### EXERCISE DETAILS
Provide the count of lines below that include the word "Duration", without any accompanying remarks.

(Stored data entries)
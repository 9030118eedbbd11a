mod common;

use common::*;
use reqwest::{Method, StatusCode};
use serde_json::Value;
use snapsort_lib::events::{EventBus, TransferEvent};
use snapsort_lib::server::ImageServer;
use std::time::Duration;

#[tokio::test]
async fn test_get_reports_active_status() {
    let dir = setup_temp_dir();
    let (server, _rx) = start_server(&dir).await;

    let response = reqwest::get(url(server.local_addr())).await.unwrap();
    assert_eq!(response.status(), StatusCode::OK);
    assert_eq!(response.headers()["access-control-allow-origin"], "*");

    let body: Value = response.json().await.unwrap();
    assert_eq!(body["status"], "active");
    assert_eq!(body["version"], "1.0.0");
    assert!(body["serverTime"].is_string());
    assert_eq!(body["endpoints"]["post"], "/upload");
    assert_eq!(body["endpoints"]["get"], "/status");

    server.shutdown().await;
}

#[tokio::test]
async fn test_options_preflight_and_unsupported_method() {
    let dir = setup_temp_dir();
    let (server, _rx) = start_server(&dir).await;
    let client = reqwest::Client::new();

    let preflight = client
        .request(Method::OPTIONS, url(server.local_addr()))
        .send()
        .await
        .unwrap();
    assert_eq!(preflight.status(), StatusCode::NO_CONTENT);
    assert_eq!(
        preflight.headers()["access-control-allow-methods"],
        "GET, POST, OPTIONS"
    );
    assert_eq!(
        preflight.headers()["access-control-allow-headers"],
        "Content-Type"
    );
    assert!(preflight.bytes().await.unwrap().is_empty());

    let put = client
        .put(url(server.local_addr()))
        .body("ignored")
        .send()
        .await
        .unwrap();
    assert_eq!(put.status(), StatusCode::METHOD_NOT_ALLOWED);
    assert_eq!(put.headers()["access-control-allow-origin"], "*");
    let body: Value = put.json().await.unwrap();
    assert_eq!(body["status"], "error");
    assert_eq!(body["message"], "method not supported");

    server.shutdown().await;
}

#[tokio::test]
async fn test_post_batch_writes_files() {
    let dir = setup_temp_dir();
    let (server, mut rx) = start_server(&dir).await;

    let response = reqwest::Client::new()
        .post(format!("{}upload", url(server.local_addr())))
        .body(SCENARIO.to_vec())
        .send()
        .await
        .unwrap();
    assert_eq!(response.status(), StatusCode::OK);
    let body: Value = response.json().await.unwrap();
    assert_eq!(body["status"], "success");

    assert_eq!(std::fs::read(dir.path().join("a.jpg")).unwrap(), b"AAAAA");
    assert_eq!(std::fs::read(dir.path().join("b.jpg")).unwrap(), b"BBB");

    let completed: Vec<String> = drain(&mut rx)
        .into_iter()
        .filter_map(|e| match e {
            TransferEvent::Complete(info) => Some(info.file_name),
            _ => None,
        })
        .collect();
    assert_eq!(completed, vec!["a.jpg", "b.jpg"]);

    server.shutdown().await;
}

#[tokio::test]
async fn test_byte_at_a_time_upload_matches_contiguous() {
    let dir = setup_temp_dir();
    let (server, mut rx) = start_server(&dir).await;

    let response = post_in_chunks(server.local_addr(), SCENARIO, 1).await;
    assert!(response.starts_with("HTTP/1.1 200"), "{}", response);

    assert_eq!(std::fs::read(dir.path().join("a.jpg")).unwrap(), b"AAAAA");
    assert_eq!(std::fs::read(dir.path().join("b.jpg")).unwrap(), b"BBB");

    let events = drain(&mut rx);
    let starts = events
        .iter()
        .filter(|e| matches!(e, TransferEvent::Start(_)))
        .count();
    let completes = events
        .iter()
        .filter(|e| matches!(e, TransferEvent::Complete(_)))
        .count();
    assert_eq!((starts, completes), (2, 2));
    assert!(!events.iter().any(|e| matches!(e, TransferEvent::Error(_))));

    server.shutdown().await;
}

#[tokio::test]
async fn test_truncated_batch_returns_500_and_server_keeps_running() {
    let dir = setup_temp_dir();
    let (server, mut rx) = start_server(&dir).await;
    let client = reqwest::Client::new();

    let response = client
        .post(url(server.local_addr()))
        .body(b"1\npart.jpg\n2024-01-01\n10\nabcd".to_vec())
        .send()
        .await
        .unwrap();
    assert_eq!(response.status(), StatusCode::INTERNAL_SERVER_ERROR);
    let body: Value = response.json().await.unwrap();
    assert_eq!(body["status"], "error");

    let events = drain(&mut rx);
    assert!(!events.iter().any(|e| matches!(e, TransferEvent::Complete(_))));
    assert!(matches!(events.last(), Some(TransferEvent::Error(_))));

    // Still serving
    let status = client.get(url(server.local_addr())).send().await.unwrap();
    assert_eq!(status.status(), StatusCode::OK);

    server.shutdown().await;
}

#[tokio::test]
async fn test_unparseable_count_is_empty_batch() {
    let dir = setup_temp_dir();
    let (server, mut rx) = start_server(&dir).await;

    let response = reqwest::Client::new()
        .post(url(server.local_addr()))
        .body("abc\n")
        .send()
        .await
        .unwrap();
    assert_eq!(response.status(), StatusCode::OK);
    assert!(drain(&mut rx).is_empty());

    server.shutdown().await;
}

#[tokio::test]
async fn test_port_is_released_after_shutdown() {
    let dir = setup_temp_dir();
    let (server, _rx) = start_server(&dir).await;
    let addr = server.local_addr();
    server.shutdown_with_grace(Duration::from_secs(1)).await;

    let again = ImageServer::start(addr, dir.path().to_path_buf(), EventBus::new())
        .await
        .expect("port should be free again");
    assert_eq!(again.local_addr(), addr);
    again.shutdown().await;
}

### ANSWER BELOW
2